Pick out each line below containing "break".

--- START ---

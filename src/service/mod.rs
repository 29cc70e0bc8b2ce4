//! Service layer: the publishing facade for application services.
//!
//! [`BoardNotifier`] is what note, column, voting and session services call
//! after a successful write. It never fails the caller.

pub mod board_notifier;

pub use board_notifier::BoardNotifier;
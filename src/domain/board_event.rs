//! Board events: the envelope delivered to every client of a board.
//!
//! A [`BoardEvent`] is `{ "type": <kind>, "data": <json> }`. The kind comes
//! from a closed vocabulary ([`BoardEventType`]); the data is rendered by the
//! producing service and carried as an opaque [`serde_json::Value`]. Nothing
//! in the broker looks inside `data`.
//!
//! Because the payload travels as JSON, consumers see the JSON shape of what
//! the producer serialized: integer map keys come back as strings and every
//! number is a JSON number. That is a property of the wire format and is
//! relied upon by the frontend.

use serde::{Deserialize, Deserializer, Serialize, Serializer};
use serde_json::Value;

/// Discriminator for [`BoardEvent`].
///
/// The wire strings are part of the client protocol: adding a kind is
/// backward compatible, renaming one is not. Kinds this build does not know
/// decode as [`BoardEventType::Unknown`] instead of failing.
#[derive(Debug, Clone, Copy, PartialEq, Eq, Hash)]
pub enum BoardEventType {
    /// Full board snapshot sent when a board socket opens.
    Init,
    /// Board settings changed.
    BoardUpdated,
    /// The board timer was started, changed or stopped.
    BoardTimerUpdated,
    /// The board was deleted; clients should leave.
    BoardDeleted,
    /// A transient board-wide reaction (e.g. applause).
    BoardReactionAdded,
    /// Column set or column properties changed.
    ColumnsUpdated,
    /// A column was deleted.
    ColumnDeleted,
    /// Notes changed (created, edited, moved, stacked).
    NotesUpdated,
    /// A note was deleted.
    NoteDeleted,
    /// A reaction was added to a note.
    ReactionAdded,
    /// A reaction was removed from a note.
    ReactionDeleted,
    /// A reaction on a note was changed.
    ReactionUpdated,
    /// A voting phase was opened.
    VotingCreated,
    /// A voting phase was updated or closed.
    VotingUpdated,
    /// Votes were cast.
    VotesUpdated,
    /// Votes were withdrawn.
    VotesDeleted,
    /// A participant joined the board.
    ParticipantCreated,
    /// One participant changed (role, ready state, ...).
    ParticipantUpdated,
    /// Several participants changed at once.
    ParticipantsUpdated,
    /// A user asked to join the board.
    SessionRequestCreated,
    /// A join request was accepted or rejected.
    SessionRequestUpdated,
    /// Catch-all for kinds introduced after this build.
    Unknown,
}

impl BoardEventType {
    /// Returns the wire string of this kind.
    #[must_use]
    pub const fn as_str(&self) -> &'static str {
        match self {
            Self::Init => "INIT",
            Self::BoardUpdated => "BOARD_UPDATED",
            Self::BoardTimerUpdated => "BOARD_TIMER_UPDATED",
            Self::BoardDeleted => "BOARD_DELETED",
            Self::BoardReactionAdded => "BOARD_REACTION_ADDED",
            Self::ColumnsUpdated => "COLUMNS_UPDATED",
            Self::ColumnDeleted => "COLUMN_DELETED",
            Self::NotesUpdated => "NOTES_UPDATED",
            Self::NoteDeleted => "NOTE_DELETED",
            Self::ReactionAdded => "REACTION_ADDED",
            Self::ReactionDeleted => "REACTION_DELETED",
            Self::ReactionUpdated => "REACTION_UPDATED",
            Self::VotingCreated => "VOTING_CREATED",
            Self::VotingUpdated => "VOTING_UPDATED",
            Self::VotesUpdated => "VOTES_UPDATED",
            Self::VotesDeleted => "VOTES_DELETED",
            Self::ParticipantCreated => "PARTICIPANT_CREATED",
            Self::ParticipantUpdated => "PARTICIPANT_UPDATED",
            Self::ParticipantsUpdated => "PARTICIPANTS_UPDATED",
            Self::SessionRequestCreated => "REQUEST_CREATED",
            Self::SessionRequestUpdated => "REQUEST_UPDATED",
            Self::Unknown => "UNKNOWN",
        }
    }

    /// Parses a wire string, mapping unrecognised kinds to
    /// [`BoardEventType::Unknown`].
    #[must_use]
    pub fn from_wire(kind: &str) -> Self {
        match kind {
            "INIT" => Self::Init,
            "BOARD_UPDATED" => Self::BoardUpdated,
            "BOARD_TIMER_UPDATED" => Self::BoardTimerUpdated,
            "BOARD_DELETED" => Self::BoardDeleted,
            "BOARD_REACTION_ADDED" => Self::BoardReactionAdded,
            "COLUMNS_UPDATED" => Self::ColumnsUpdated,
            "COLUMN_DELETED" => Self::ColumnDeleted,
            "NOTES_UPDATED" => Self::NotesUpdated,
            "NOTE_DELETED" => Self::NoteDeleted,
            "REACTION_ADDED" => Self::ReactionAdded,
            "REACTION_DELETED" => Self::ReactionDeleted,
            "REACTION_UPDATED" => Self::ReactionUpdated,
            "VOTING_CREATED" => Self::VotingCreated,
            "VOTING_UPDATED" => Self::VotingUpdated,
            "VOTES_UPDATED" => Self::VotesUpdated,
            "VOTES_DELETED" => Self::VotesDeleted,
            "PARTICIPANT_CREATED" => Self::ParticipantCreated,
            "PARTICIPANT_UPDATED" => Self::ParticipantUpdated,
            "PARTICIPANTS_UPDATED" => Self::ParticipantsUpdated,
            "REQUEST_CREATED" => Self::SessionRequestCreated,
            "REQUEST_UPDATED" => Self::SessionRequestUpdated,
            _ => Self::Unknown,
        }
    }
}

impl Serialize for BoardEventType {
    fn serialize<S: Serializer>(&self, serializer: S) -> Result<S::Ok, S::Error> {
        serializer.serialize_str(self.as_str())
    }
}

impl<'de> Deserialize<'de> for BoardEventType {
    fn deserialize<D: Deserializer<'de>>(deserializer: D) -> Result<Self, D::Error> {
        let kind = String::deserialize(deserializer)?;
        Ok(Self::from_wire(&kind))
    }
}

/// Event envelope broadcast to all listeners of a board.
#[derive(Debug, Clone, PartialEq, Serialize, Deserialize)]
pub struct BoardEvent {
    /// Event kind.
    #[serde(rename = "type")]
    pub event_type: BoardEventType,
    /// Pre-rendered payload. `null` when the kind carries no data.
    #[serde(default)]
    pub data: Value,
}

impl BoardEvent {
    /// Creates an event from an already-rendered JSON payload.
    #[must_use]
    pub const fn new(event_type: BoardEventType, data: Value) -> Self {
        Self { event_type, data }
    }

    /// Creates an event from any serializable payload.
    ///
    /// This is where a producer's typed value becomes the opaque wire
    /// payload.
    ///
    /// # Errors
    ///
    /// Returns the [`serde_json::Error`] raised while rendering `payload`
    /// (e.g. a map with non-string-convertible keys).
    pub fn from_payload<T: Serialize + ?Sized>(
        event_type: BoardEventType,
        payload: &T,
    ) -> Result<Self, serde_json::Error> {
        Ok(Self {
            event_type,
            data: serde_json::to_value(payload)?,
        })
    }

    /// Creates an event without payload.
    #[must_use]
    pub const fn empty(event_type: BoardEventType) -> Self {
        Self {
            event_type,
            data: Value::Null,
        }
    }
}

--- END ---
--- START ---

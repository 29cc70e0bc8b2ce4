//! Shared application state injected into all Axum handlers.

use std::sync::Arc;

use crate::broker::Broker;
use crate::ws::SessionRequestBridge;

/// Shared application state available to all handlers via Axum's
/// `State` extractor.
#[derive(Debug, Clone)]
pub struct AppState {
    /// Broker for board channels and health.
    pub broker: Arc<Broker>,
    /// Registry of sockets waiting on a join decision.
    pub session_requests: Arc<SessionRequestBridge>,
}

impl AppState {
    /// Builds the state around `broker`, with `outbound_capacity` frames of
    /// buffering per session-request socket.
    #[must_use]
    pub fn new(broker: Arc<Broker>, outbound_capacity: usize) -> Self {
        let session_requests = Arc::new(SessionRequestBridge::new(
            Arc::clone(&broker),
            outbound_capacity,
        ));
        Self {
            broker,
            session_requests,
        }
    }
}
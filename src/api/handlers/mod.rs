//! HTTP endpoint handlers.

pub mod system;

--- END ---
--- START ---

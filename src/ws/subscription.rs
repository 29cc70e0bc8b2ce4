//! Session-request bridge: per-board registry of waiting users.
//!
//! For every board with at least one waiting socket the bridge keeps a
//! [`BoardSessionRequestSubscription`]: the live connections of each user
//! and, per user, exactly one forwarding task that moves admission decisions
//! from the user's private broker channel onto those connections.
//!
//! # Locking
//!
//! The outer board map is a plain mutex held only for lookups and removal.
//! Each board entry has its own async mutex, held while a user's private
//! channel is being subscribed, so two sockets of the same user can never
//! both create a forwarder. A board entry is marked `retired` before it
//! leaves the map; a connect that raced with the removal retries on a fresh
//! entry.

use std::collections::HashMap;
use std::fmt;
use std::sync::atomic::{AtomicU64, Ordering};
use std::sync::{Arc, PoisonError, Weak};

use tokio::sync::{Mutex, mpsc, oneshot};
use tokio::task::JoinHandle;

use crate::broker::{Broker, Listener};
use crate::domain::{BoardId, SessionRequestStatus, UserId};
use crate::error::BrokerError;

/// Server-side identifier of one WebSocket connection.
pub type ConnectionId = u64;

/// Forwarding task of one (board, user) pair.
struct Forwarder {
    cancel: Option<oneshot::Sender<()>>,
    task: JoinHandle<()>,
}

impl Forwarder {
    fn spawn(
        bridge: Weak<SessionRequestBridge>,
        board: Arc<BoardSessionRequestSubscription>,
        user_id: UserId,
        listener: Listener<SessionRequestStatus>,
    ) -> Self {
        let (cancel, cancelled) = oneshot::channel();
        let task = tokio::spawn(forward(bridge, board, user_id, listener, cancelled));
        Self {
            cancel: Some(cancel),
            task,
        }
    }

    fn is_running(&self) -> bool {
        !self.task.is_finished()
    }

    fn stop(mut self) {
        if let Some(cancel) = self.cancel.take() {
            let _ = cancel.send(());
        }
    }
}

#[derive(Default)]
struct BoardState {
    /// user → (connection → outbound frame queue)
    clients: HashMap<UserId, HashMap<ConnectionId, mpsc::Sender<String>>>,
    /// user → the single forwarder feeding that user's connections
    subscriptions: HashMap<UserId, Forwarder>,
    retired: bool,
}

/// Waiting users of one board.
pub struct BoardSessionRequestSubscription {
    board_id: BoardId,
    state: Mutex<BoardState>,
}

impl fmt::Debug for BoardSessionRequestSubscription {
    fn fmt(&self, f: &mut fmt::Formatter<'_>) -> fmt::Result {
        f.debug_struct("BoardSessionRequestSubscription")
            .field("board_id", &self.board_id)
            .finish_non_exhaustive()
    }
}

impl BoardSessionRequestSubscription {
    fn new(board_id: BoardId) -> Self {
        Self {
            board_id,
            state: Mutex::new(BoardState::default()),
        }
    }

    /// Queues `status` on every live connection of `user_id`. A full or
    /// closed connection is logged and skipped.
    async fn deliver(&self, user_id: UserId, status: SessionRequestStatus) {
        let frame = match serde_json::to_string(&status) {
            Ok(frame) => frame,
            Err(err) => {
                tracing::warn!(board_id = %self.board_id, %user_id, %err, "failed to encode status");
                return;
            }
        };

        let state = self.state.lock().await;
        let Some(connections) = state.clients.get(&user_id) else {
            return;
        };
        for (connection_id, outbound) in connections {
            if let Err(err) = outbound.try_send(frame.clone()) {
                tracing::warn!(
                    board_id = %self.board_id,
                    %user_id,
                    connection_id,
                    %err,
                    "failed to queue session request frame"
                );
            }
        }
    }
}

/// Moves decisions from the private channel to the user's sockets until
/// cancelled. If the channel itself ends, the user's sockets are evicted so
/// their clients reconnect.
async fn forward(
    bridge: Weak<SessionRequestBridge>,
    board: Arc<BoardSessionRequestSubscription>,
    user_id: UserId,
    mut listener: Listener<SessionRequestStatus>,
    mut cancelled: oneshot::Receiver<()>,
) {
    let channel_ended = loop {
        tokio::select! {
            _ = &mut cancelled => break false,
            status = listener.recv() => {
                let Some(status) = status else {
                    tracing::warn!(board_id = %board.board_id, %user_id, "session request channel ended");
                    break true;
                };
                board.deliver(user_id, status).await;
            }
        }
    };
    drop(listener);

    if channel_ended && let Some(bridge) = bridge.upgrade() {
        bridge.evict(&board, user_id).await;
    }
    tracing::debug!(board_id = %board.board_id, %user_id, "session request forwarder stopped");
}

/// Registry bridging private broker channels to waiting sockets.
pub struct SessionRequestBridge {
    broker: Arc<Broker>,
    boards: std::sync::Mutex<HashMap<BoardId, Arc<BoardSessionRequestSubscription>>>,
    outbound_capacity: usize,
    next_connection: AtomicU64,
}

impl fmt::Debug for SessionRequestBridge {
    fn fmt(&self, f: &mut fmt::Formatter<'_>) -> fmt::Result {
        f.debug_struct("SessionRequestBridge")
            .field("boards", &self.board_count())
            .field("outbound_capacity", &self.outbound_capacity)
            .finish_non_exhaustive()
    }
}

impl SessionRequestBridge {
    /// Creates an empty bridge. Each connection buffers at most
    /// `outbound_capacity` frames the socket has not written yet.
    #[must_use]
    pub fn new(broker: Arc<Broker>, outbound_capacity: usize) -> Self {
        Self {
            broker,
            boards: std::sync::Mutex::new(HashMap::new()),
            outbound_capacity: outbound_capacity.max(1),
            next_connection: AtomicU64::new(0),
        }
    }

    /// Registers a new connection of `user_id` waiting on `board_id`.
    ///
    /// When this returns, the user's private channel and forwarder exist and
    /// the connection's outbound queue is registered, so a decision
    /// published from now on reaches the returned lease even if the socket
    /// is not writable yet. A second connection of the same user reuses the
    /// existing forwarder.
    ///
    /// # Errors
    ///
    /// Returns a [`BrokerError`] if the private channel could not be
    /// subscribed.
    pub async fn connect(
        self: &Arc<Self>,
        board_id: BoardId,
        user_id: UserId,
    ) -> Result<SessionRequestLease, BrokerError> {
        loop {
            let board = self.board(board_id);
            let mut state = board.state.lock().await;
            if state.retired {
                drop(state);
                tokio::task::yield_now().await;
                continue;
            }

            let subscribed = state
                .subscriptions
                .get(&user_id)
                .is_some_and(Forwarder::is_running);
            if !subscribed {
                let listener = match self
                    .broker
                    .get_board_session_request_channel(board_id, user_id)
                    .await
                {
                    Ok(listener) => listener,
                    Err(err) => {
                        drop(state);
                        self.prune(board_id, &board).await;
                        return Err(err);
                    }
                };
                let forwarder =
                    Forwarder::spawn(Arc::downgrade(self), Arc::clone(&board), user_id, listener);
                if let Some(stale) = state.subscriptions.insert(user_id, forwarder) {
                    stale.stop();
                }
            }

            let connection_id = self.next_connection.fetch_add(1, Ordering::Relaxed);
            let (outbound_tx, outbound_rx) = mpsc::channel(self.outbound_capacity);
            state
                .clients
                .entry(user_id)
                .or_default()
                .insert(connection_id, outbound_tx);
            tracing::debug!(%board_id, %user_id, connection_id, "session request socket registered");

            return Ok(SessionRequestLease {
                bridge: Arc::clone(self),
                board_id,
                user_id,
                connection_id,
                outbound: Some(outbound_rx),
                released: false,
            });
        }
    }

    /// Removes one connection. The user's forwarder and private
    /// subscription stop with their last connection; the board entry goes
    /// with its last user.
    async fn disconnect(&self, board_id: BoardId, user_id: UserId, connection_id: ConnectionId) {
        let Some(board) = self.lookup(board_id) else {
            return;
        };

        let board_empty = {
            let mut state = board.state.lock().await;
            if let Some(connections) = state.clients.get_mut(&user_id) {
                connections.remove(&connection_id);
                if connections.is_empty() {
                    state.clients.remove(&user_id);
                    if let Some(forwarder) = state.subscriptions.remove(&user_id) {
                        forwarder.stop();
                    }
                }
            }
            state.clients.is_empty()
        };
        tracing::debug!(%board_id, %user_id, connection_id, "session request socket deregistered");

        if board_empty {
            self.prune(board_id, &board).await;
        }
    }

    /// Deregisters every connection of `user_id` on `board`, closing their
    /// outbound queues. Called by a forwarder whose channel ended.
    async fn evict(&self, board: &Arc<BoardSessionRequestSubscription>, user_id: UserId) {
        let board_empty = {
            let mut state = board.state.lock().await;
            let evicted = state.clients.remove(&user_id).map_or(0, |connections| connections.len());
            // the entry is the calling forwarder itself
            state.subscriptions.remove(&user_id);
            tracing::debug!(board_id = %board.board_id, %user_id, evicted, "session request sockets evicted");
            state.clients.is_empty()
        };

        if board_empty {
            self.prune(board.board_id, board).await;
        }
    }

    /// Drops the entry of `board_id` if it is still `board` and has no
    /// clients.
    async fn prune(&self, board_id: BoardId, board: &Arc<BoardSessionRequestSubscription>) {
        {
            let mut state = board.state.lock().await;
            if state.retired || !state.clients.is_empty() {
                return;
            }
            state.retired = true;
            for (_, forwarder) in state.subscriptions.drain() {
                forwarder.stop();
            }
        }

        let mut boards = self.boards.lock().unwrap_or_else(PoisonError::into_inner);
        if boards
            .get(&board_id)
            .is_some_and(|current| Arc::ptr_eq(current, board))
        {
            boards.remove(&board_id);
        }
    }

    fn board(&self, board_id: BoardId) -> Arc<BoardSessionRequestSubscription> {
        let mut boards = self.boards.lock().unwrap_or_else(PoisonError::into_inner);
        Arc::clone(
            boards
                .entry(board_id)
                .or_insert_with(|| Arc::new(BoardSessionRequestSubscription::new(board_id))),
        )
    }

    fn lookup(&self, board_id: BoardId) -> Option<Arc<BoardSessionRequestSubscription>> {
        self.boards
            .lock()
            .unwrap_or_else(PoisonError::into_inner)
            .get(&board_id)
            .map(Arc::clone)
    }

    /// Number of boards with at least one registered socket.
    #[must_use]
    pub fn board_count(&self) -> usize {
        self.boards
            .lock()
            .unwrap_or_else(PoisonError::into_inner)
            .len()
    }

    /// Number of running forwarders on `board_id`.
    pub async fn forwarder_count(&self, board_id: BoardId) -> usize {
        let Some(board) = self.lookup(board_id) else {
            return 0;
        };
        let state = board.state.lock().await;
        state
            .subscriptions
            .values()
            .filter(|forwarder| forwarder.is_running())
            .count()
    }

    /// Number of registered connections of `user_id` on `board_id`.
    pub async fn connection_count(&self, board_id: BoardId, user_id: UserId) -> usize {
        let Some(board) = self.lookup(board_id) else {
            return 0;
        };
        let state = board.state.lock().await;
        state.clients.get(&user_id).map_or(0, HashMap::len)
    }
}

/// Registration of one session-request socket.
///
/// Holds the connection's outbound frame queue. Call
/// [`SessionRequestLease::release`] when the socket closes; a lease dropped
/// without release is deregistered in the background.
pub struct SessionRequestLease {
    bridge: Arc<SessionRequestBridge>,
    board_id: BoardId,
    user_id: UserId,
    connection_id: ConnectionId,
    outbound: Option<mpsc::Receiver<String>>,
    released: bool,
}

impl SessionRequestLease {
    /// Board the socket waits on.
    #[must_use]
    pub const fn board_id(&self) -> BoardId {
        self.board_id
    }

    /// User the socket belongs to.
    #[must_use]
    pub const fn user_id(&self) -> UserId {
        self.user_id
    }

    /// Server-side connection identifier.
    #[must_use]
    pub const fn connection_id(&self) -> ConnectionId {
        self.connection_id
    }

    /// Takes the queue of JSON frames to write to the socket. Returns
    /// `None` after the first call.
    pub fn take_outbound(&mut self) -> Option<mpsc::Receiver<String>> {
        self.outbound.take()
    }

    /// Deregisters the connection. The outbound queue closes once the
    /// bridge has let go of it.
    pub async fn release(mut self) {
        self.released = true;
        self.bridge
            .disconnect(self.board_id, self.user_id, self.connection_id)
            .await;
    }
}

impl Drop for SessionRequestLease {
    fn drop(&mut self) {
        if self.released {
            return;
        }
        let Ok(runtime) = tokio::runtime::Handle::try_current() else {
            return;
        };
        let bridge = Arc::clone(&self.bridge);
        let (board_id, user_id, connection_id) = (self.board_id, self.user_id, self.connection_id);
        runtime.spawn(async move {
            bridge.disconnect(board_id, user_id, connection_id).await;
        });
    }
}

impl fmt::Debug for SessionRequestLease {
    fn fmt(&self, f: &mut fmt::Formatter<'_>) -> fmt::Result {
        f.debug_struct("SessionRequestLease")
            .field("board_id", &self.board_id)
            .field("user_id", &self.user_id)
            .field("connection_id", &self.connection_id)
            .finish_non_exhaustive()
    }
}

--- END ---

Task response:
            _ = &mut cancelled => break false,
                    break true;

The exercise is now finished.